Grève des agents EDF :

La campagne sucrière paralysée


Publié / Actualisé
C'est le statut quo dans le conflit qui oppose les chefs de blocs EDF (électricité de Ffance) à leur direction. Les agents réclament un reclassement compte tenu du surplus de travail effectué au sein des usines sucrières dans lesquelles ils produisent de la vapeur nécessaire au broyage des cannes. Deux usines, Bois Rouge et le Gol sont bloqués depuis dimanche 19 octobre 2003 à minuit. Conséquence directe : la campagne sucrière est arrêtée
C'est le statut quo dans le conflit qui oppose les chefs de blocs EDF (électricité de Ffance) à leur direction. Les agents réclament un reclassement compte tenu du surplus de travail effectué au sein des usines sucrières dans lesquelles ils produisent de la vapeur nécessaire au broyage des cannes.
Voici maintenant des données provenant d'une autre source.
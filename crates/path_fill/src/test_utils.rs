//! Shared helpers for unit tests.

use glam::DVec2;

use crate::attrib::FillData;

/// Signed area covered by one index chunk, from the packed f32 attributes.
/// Triangles are emitted counter-clockwise, so real coverage is positive.
pub fn chunk_area(fill: &FillData, chunk: usize) -> f64 {
  let attrs = fill.attributes();
  fill
    .chunk(chunk)
    .chunks_exact(3)
    .map(|t| {
      let a = attrs[t[0] as usize].position;
      let b = attrs[t[1] as usize].position;
      let c = attrs[t[2] as usize].position;
      let u = (b[0] as f64 - a[0] as f64, b[1] as f64 - a[1] as f64);
      let v = (c[0] as f64 - a[0] as f64, c[1] as f64 - a[1] as f64);
      0.5 * (u.0 * v.1 - u.1 * v.0)
    })
    .sum()
}

/// Area selected by a fill rule.
pub fn rule_area(fill: &FillData, rule: crate::types::FillRule) -> f64 {
  chunk_area(fill, crate::attrib::fill_chunk_from_fill_rule(rule))
}

/// A counter-clockwise regular polygon approximating a circle.
pub fn circle(center: DVec2, radius: f64, points: usize) -> Vec<DVec2> {
  (0..points)
    .map(|i| {
      let angle = std::f64::consts::TAU * i as f64 / points as f64;
      center + radius * DVec2::new(angle.cos(), angle.sin())
    })
    .collect()
}
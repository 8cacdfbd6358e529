//! Tests for chunk encodings, fill packing, and fuzz packing.

use glam::Vec2;

use super::*;
use crate::tesser::FuzzEdge;

// =============================================================================
// Batch 1: Chunk encodings
// =============================================================================

#[test]
fn test_fill_chunk_winding_encoding() {
  assert_eq!(fill_chunk_from_winding_number(0), FillRule::ComplementNonzero as usize);
  assert_eq!(fill_chunk_from_winding_number(1), 4);
  assert_eq!(fill_chunk_from_winding_number(-1), 5);
  assert_eq!(fill_chunk_from_winding_number(2), 6);
  assert_eq!(fill_chunk_from_winding_number(-2), 7);
  assert_eq!(fill_chunk_from_winding_number(3), 8);
}

#[test]
fn test_fuzz_chunk_winding_interleaving() {
  assert_eq!(aa_fuzz_chunk_from_winding_number(0), 0);
  assert_eq!(aa_fuzz_chunk_from_winding_number(-1), 1);
  assert_eq!(aa_fuzz_chunk_from_winding_number(1), 2);
  assert_eq!(aa_fuzz_chunk_from_winding_number(-2), 3);
  assert_eq!(aa_fuzz_chunk_from_winding_number(2), 4);
}

// =============================================================================
// Batch 2: Fill packing
// =============================================================================

fn vertex(x: f32, y: f32) -> FillVertex {
  FillVertex { position: [x, y] }
}

fn sample_fill() -> FillData {
  let attributes = (0..12).map(|i| vertex(i as f32, 0.0)).collect();
  FillData::pack(
    attributes,
    vec![
      (0, vec![0, 1, 2]),
      (2, vec![3, 4, 5]),
      (1, vec![6, 7, 8]),
      (-1, vec![9, 10, 11]),
    ],
  )
}

#[test]
fn test_fill_rules_are_contiguous_ranges() {
  let fill = sample_fill();
  // odd windings first, then even nonzero, then zero
  assert_eq!(fill.rule(FillRule::OddEven).len(), 6);
  assert_eq!(fill.rule(FillRule::Nonzero).len(), 9);
  assert_eq!(fill.rule(FillRule::ComplementOddEven).len(), 6);
  assert_eq!(fill.rule(FillRule::ComplementNonzero).len(), 3);
  assert_eq!(fill.index_count(), 12);

  // the three class groups tile the buffer in order
  let indices = fill.indices();
  assert_eq!(&indices[0..6], fill.rule(FillRule::OddEven));
  assert_eq!(&indices[6..12], fill.rule(FillRule::ComplementOddEven));
  assert_eq!(&indices[9..12], fill.rule(FillRule::ComplementNonzero));
}

#[test]
fn test_fill_winding_chunks_locate_their_triangles() {
  let fill = sample_fill();
  assert_eq!(fill.chunk(fill_chunk_from_winding_number(1)), &[6, 7, 8]);
  assert_eq!(fill.chunk(fill_chunk_from_winding_number(-1)), &[9, 10, 11]);
  assert_eq!(fill.chunk(fill_chunk_from_winding_number(2)), &[3, 4, 5]);
  assert_eq!(fill.chunk(fill_chunk_from_winding_number(0)), &[0, 1, 2]);
  assert!(fill.chunk(fill_chunk_from_winding_number(5)).is_empty());
}

#[test]
fn test_fill_winding_numbers_sorted() {
  let fill = sample_fill();
  let ws: Vec<i32> = fill.winding_numbers().collect();
  assert_eq!(ws, vec![-1, 0, 1, 2]);
}

#[test]
fn test_fill_merge_offsets_second_child() {
  let a = FillData::pack(vec![vertex(0.0, 0.0); 3], vec![(1, vec![0, 1, 2])]);
  let b = FillData::pack(vec![vertex(1.0, 0.0); 3], vec![(1, vec![0, 1, 2]), (0, vec![0, 1, 2])]);
  let merged = FillData::merge(&a, &b);
  assert_eq!(merged.attribute_count(), 6);
  assert_eq!(merged.chunk(fill_chunk_from_winding_number(1)), &[0, 1, 2, 3, 4, 5]);
  assert_eq!(merged.chunk(fill_chunk_from_winding_number(0)), &[3, 4, 5]);
  let ws: Vec<i32> = merged.winding_numbers().collect();
  assert_eq!(ws, vec![0, 1]);
}

#[test]
fn test_fill_merge_preserves_rule_contiguity() {
  let a = FillData::pack(vec![vertex(0.0, 0.0); 3], vec![(2, vec![0, 1, 2])]);
  let b = FillData::pack(vec![vertex(1.0, 0.0); 3], vec![(1, vec![0, 1, 2])]);
  let merged = FillData::merge(&a, &b);
  let indices = merged.indices();
  assert_eq!(merged.rule(FillRule::OddEven), &indices[0..3]);
  assert_eq!(merged.rule(FillRule::Nonzero), &indices[0..6]);
  assert_eq!(merged.rule(FillRule::ComplementOddEven), &indices[3..6]);
  assert!(merged.rule(FillRule::ComplementNonzero).is_empty());
}

// =============================================================================
// Batch 3: Fuzz packing
// =============================================================================

fn edge(start: u32, end: u32, next: u32, draw_edge: bool, draw_bevel: bool) -> FuzzEdge {
  FuzzEdge {
    start,
    end,
    next,
    draw_edge,
    draw_bevel,
  }
}

fn positions(id: u32) -> Vec2 {
  match id {
    0 => Vec2::new(0.0, 0.0),
    1 => Vec2::new(1.0, 0.0),
    2 => Vec2::new(1.0, 1.0),
    _ => Vec2::new(0.0, 1.0),
  }
}

#[test]
fn test_fuzz_quad_per_drawn_edge_and_triangle_per_bevel() {
  let edges = [
    edge(0, 1, 1, true, true),
    edge(1, 2, 2, true, true),
    edge(2, 3, 3, false, true),
    edge(3, 0, 0, false, true),
  ];
  let mut fuzz = FuzzData::default();
  fuzz.push_component(1, &edges, positions);
  let chunk = fuzz.chunk_for_winding(1).expect("chunk for winding 1");
  // 2 quads + 4 bevels
  assert_eq!(chunk.attributes.len(), 2 * 4 + 4 * 3);
  assert_eq!(chunk.indices.len(), 2 * 6 + 4 * 3);
  assert_eq!(chunk.layers, 6);
}

#[test]
fn test_fuzz_quad_normal_is_left_of_tangent() {
  let edges = [edge(0, 1, 0, true, false)];
  let mut fuzz = FuzzData::default();
  fuzz.push_component(1, &edges, positions);
  let chunk = fuzz.chunk_for_winding(1).expect("chunk");
  // tangent +x, normal +y
  assert_eq!(chunk.attributes[0].normal, [0.0, 1.0]);
  let signs: Vec<f32> = chunk.attributes.iter().map(|v| v.sign).collect();
  assert_eq!(signs, vec![1.0, -1.0, 1.0, -1.0]);
}

#[test]
fn test_fuzz_skips_undrawn_components() {
  let edges = [edge(0, 1, 1, false, false), edge(1, 0, 0, false, false)];
  let mut fuzz = FuzzData::default();
  fuzz.push_component(1, &edges, positions);
  assert!(fuzz.chunk_for_winding(1).is_none());
  assert_eq!(fuzz.attribute_count(), 0);
}

#[test]
fn test_fuzz_merge_stacks_first_child_layers_on_top() {
  let edges = [edge(0, 1, 0, true, false)];
  let mut a = FuzzData::default();
  a.push_component(1, &edges, positions);
  let mut b = FuzzData::default();
  b.push_component(1, &edges, positions);
  b.push_component(0, &edges, positions);

  let merged = FuzzData::merge(&a, &b);
  let chunk = merged.chunk_for_winding(1).expect("chunk");
  assert_eq!(chunk.layers, 2);
  // child A's quad sits above child B's single layer
  assert_eq!(chunk.attributes[0].layer, 1.0);
  assert_eq!(chunk.attributes[4].layer, 0.0);
  // child B's indices were rebased past A's attributes
  assert_eq!(chunk.indices[..6], [0, 1, 2, 2, 1, 3]);
  assert_eq!(chunk.indices[6..], [4, 5, 6, 6, 5, 7]);
  // the winding-0 chunk came over untouched
  assert!(merged.chunk_for_winding(0).is_some());
}
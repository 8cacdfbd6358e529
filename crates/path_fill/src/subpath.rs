//! A path fragment bound to a rectangle, and its half-plane splitting.
//!
//! Splitting walks every contour against the split line. Points on the
//! line belong to both halves; edges straddling the line gain an
//! interpolated crossing point in each half carrying the surviving
//! boundary flags of its endpoints plus the flag of the new child
//! boundary. Contours that end up hugging a child's rectangle are folded
//! into a winding offset later, during discretization.

use glam::DVec2;

use crate::constants::SIZE_MAX_RATIO;
use crate::contour::{closed_walk_progress, BoundaryFlags, ContourPoint};
use crate::types::{DAabb2, TessellatedPath};

/// Axis of a half-plane split.
#[derive(Clone, Copy, PartialEq, Eq, Debug)]
pub enum Axis {
  X,
  Y,
}

impl Axis {
  /// Project a point onto this axis.
  #[inline]
  pub fn of(self, p: DVec2) -> f64 {
    match self {
      Axis::X => p.x,
      Axis::Y => p.y,
    }
  }

  fn min_flag(self) -> BoundaryFlags {
    match self {
      Axis::X => BoundaryFlags::MIN_X,
      Axis::Y => BoundaryFlags::MIN_Y,
    }
  }

  fn max_flag(self) -> BoundaryFlags {
    match self {
      Axis::X => BoundaryFlags::MAX_X,
      Axis::Y => BoundaryFlags::MAX_Y,
    }
  }

  fn both_flags(self) -> BoundaryFlags {
    self.min_flag() | self.max_flag()
  }
}

/// One closed contour of a sub-path.
pub type SubContour = Vec<ContourPoint>;

/// A path fragment bound to a double-precision rectangle.
///
/// `total_points` counts only contours that do not hug the rectangle
/// boundary; hugging contours reduce to winding offsets and cost the
/// triangulator nothing.
#[derive(Clone, Debug)]
pub struct SubPath {
  bounds: DAabb2,
  contours: Vec<SubContour>,
  generation: u32,
  total_points: usize,
}

impl SubPath {
  /// Root sub-path over a whole tessellated path: every point tagged with
  /// the sides of the tight bounds it lies on.
  pub fn from_path(path: &TessellatedPath) -> Self {
    let bounds = path.bounds();
    let contours = path
      .contours()
      .iter()
      .map(|c| {
        c.iter()
          .map(|&p| ContourPoint::new(p, flags_for(&bounds, p)))
          .collect()
      })
      .collect();
    Self::new(bounds, contours, 0)
  }

  fn new(bounds: DAabb2, contours: Vec<SubContour>, generation: u32) -> Self {
    let total_points = contours
      .iter()
      .filter(|c| !is_boundary_lap(c))
      .map(|c| c.len())
      .sum();
    Self {
      bounds,
      contours,
      generation,
      total_points,
    }
  }

  pub fn bounds(&self) -> DAabb2 {
    self.bounds
  }

  pub fn contours(&self) -> &[SubContour] {
    &self.contours
  }

  /// How many splits produced this sub-path.
  pub fn generation(&self) -> u32 {
    self.generation
  }

  /// Point count over contours the triangulator will actually see.
  pub fn total_points(&self) -> usize {
    self.total_points
  }

  /// Split into two halves, or `None` when no split shrinks both halves
  /// below this sub-path's point count.
  pub fn split(&self) -> Option<[SubPath; 2]> {
    let (axis, value) = self.choose_split();
    assert!(value.is_finite(), "splitting coordinate must be finite");

    let mut before = Vec::new();
    let mut after = Vec::new();
    for contour in &self.contours {
      split_contour(contour, axis, value, &mut before, &mut after);
    }

    let mut before_bounds = self.bounds;
    let mut after_bounds = self.bounds;
    match axis {
      Axis::X => {
        before_bounds.max.x = value;
        after_bounds.min.x = value;
      }
      Axis::Y => {
        before_bounds.max.y = value;
        after_bounds.min.y = value;
      }
    }

    let before = SubPath::new(before_bounds, before, self.generation + 1);
    let after = SubPath::new(after_bounds, after, self.generation + 1);
    if before.total_points >= self.total_points || after.total_points >= self.total_points {
      return None;
    }
    Some([before, after])
  }

  /// Splitting axis and value: midpoint of the longer axis for elongated
  /// boxes, otherwise the point median of whichever axis yields fewer
  /// points across both halves.
  fn choose_split(&self) -> (Axis, f64) {
    let size = self.bounds.size();
    if SIZE_MAX_RATIO > 0.0 {
      if size.x >= size.y * SIZE_MAX_RATIO {
        return (Axis::X, self.bounds.center().x);
      }
      if size.y >= size.x * SIZE_MAX_RATIO {
        return (Axis::Y, self.bounds.center().y);
      }
    }
    let (vx, cx) = self.split_cost(Axis::X);
    let (vy, cy) = self.split_cost(Axis::Y);
    if cx <= cy {
      (Axis::X, vx)
    } else {
      (Axis::Y, vy)
    }
  }

  /// Median candidate for `axis` and the number of points both halves
  /// would hold together (on-line points and crossings count on both
  /// sides).
  fn split_cost(&self, axis: Axis) -> (f64, usize) {
    let mut vals: Vec<f64> = self
      .contours
      .iter()
      .flatten()
      .map(|p| axis.of(p.position))
      .collect();
    if vals.is_empty() {
      return (axis.of(self.bounds.center()), 0);
    }
    vals.sort_by(|a, b| a.partial_cmp(b).unwrap());
    let value = vals[vals.len() / 2];

    let mut total = 0usize;
    for contour in &self.contours {
      let n = contour.len();
      for i in 0..n {
        let cp = axis.of(contour[i].position);
        let cq = axis.of(contour[(i + 1) % n].position);
        if cp <= value {
          total += 1;
        }
        if cp >= value {
          total += 1;
        }
        if (cp < value && cq > value) || (cp > value && cq < value) {
          total += 2;
        }
      }
    }
    (value, total)
  }
}

fn flags_for(bounds: &DAabb2, p: DVec2) -> BoundaryFlags {
  let mut flags = BoundaryFlags::NONE;
  if p.x == bounds.min.x {
    flags = flags | BoundaryFlags::MIN_X;
  } else if p.x == bounds.max.x {
    flags = flags | BoundaryFlags::MAX_X;
  }
  if p.y == bounds.min.y {
    flags = flags | BoundaryFlags::MIN_Y;
  } else if p.y == bounds.max.y {
    flags = flags | BoundaryFlags::MAX_Y;
  }
  flags
}

fn is_boundary_lap(contour: &SubContour) -> bool {
  if !contour.iter().all(|p| p.flags.on_boundary()) {
    return false;
  }
  let flags: Vec<BoundaryFlags> = contour.iter().map(|p| p.flags).collect();
  matches!(closed_walk_progress(&flags), Some(total) if total != 0)
}

/// Split one contour against `axis = value`, pushing the nonempty halves.
fn split_contour(
  points: &[ContourPoint],
  axis: Axis,
  value: f64,
  before: &mut Vec<SubContour>,
  after: &mut Vec<SubContour>,
) {
  let mut b = Vec::new();
  let mut a = Vec::new();
  let n = points.len();
  for i in 0..n {
    let p = points[i];
    let q = points[(i + 1) % n];
    let cp = axis.of(p.position);
    let cq = axis.of(q.position);

    if cp <= value {
      let mut flags = p.flags;
      if cp == value {
        flags = flags.without(axis.both_flags()) | axis.max_flag();
      }
      b.push(ContourPoint::new(p.position, flags.sanitized()));
    }
    if cp >= value {
      let mut flags = p.flags;
      if cp == value {
        flags = flags.without(axis.both_flags()) | axis.min_flag();
      }
      a.push(ContourPoint::new(p.position, flags.sanitized()));
    }

    if (cp < value && cq > value) || (cp > value && cq < value) {
      let t = (value - cp) / (cq - cp);
      let mut pos = p.position.lerp(q.position, t);
      match axis {
        Axis::X => pos.x = value,
        Axis::Y => pos.y = value,
      }
      let shared = (p.flags | q.flags).without(axis.both_flags());
      b.push(ContourPoint::new(pos, (shared | axis.max_flag()).sanitized()));
      a.push(ContourPoint::new(pos, (shared | axis.min_flag()).sanitized()));
    }
  }
  if !b.is_empty() {
    before.push(b);
  }
  if !a.is_empty() {
    after.push(a);
  }
}

#[cfg(test)]
#[path = "subpath_test.rs"]
mod subpath_test;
Deux usines, Bois Rouge et le Gol sont bloqués depuis dimanche 19 octobre 2003 à minuit. Conséquence directe : la campagne sucrière est arrêtée
Autre risque, si le mouvement perdure, des perturbations sur le réseau électrique pourront se produire. Les négociations entre grévistes et direction n'ont toujours pas abouti.
Pour l'instant ce sont les planteurs qui sont directement touchés par ce conflit qui en ait à sa première journée. La campagne sucrière qui battait son plein a été interrompue puisque les cannes ne peuvent plus être broyées. C'est en effet les chefs de bloc des centrales thermiques de Bois Rouge et du Gol qui sont chargés de produire la vapeur servant à broyer la canne.
Les planteurs par l'intermédiaire de leurs syndicats, CGPER et FDSEA sont montés au créneau pour dénoncer un mouvement de grève qui risque de mettre en péril leur travail. Les jeunes agriculteurs de la FDSEA allant jusqu'à menacer de porter plainte si le conflit durait encore ce mardi matin 21 octobre. De plus, les chefs d'entreprise accusent les grévistes de bloquer l'économie locale. Bref, difficile à ses derniers de faire entendre leurs revendications dans les usines et encore moins auprès de leur direction.

Dans l'impasse

Le préfet avait pourtant nommé un médiateur dimanche en urgence pour essayer de trouver un accord qui aurait empêché la grève mais même Alix Séry, le Directeur Départementale du Travail et de l'Emploi a échoué. Le conflit est donc dans une impasse et ces conséquences directes sur la population et l'économie de l'île pourraient se faire sentir dans les prochaines heures.
"Nous avons demandé à nos agents réquisitionnés dans les différentes centrales de n'effectuer que les tâches qui incombent à leur poste de travail. Comme la direction ne veut pas comprendre qu'actuellement les chefs de bloc sont obligés de faire des manipulations au sein des centrales qui consituent un surplus à leur travail. Notre principale revendication est la reconnaissance de notre métier. Nous demandons également la réduction du temps de travail. Malgré un échéancier mis en place avec la direction suite à des réunions, rien n'a été fait. Cette grève était prévisible et des solutions auraient pu être trouvées mais la direction refuse le dialogue", explique Patrick Hoarau, secrétaire général de la CGTR EDF. Ces restrictions au niveau des tâches effectuées au sein des centrales thermiques pourraient aboutir à des coupures sur le réseau électrique de l'île.
Plus de la moitié de la population pourrait alors se retrouver dans le noir et l'économie de l'île pourrait s'arrêter.